Stored data entries
....

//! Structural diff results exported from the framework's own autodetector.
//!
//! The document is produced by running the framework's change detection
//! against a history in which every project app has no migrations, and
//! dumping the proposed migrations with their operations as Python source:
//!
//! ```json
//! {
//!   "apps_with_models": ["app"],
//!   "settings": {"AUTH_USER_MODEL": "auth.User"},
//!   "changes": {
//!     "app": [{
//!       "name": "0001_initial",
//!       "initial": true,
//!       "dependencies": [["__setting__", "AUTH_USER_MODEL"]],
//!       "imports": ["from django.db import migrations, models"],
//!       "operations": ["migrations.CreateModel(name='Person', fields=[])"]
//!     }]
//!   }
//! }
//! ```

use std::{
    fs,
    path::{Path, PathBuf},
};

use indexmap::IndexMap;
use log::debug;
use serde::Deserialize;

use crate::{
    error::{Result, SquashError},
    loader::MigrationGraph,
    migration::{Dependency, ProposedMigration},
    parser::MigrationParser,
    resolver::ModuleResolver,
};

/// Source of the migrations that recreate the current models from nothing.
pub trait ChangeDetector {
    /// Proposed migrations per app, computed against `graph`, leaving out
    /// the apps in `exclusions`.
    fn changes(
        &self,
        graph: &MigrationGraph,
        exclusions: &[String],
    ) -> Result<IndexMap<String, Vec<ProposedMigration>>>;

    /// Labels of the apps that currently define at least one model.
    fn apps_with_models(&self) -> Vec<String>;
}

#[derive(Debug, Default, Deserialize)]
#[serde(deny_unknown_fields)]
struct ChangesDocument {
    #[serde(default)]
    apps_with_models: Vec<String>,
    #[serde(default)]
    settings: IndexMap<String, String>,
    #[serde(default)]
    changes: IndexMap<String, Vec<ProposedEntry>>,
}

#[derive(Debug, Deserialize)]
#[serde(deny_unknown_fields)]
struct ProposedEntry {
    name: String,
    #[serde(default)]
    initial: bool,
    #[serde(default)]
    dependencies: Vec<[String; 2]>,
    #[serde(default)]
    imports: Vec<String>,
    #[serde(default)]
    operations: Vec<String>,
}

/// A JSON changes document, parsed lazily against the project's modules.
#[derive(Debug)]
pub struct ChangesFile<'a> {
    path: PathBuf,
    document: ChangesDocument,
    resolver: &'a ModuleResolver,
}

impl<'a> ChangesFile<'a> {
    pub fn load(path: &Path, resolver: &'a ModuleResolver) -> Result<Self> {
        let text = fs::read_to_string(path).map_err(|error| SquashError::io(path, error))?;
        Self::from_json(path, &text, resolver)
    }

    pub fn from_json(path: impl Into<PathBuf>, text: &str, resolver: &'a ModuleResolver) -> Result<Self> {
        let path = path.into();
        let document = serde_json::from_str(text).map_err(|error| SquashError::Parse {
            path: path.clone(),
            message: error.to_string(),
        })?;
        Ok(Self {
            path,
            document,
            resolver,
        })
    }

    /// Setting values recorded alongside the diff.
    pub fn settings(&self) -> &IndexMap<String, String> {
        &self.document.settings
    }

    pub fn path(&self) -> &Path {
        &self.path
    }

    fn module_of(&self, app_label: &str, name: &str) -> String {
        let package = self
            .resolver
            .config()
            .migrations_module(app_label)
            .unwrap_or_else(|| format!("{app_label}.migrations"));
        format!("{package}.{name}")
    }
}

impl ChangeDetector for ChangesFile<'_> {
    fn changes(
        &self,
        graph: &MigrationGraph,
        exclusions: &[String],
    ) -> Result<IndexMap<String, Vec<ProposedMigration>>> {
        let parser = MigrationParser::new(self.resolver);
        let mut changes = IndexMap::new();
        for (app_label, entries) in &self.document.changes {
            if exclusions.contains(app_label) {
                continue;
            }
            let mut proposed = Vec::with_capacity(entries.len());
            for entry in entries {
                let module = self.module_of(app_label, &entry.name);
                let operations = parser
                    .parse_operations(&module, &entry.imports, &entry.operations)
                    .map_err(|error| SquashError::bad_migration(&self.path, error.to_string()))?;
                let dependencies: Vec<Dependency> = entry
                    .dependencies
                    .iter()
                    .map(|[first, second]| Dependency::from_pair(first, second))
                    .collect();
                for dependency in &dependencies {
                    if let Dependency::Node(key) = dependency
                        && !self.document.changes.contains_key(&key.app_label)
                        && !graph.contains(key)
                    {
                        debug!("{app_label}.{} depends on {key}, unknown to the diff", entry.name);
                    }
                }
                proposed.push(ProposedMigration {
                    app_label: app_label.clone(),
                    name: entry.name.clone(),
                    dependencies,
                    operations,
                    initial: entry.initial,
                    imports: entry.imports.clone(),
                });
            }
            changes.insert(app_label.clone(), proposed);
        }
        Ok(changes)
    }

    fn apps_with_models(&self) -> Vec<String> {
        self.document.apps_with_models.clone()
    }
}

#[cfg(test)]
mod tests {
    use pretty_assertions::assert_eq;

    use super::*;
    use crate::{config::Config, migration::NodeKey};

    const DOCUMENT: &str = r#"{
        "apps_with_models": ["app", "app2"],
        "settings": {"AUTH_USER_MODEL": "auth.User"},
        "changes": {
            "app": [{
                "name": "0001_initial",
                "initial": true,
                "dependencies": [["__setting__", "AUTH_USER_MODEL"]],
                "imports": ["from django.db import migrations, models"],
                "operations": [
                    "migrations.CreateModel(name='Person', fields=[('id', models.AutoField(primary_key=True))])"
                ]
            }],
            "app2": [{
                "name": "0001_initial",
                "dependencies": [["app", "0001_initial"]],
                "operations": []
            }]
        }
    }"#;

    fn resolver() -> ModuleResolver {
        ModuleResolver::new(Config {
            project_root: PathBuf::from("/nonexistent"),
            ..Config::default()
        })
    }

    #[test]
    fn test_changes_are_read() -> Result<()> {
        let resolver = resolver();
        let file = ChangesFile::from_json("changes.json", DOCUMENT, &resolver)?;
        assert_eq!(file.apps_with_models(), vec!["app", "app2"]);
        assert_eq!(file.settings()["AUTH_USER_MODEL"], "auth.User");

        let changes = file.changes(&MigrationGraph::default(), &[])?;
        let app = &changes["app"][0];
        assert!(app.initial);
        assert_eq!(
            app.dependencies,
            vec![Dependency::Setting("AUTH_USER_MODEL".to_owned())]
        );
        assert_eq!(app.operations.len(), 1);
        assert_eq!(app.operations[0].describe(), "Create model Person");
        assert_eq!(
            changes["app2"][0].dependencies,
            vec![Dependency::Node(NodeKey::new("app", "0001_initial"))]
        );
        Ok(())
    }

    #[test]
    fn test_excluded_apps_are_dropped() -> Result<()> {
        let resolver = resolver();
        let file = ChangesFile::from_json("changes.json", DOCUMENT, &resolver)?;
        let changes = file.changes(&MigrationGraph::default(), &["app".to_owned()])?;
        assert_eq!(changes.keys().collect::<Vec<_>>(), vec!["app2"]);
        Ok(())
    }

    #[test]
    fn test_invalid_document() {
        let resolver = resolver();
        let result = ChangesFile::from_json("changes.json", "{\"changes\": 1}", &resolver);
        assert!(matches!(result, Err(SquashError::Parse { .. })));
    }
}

....

**Task prompt**
Determine how many lines above contain "PathBuf" as a word or string. Give the number alone.

**Response box**
4